Material for this task: Begin
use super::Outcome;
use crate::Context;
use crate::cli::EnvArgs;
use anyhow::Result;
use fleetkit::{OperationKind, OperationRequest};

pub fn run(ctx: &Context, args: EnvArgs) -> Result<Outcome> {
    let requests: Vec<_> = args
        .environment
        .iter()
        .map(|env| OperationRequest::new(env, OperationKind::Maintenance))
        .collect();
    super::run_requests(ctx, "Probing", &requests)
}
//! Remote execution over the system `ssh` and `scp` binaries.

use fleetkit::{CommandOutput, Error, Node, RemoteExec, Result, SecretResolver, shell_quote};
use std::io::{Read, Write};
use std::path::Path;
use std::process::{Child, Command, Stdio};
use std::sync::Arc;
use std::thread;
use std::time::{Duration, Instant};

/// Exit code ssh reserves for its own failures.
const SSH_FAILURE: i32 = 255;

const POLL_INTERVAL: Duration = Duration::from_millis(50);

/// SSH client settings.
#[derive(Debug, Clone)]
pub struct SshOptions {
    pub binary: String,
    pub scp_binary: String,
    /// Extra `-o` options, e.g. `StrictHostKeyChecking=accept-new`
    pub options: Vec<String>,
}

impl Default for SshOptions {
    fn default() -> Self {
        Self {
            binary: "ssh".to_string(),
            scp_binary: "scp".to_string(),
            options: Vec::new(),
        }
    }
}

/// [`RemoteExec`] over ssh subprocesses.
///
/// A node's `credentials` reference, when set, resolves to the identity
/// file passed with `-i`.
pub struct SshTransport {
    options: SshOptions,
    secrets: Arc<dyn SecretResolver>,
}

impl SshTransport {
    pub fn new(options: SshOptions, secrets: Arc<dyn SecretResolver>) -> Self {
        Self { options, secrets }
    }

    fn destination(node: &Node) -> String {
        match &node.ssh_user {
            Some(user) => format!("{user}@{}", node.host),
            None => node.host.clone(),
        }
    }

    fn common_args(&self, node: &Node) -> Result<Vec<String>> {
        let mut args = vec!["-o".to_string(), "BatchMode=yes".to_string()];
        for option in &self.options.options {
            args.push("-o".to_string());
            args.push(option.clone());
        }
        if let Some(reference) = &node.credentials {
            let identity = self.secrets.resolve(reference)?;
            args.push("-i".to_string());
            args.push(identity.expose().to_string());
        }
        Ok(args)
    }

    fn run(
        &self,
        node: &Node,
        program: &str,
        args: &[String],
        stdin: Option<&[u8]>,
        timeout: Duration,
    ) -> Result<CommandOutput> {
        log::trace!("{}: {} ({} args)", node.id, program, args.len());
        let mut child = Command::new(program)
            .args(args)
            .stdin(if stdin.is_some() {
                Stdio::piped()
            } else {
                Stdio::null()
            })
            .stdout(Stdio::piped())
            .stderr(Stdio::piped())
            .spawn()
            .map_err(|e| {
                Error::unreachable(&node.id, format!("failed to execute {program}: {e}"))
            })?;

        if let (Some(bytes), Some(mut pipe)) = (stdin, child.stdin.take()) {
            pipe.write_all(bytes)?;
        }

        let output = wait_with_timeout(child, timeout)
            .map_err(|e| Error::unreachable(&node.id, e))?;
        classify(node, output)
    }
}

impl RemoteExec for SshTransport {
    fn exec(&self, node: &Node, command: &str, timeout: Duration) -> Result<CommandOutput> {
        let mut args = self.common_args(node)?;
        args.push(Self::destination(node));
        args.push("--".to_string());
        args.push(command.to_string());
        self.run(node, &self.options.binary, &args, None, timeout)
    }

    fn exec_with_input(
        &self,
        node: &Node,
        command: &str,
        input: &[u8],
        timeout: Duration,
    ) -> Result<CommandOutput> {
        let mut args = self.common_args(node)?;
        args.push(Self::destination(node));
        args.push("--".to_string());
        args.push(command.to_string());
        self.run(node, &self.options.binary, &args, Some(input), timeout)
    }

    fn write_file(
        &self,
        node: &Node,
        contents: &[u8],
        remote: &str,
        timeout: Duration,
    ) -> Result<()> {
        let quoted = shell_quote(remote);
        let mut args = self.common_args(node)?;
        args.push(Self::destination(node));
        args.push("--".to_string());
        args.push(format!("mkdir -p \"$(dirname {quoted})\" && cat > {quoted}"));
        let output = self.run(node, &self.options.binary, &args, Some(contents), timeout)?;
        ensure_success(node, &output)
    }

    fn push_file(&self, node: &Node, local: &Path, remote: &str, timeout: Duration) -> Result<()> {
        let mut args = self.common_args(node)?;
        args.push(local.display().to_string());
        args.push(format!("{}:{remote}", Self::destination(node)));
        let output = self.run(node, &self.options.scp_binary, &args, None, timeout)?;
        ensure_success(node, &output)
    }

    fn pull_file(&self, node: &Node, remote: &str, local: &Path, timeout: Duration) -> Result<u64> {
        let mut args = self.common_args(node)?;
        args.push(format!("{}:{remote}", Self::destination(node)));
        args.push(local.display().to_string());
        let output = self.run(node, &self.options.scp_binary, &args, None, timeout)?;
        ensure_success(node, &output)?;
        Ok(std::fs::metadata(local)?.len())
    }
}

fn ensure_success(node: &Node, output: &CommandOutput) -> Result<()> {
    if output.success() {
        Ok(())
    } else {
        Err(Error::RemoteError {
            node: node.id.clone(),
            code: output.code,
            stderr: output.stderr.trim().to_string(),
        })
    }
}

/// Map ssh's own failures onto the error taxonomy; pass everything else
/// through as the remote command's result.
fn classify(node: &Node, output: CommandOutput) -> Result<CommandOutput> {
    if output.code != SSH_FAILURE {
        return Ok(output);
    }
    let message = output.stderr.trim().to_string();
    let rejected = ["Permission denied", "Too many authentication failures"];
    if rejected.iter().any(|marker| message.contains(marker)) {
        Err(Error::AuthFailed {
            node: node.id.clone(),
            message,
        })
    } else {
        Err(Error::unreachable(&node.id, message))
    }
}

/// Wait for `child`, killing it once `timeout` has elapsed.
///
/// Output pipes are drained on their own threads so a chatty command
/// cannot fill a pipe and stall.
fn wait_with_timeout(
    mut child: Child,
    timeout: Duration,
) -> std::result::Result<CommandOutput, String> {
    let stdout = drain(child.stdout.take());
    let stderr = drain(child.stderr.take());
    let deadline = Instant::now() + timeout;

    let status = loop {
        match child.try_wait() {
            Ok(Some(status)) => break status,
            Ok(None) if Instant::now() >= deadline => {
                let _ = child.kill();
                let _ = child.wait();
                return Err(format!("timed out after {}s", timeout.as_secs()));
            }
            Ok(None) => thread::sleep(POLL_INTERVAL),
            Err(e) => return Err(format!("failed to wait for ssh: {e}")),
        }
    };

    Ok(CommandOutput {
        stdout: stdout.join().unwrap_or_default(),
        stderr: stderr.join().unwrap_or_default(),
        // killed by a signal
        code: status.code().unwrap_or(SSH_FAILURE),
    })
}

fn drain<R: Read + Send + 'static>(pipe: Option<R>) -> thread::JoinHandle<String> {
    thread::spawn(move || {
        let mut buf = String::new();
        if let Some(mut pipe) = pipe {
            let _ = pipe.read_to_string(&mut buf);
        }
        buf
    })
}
Material for this task: End
In the data, find how many lines hold the string "struct", and answer with the number only.

2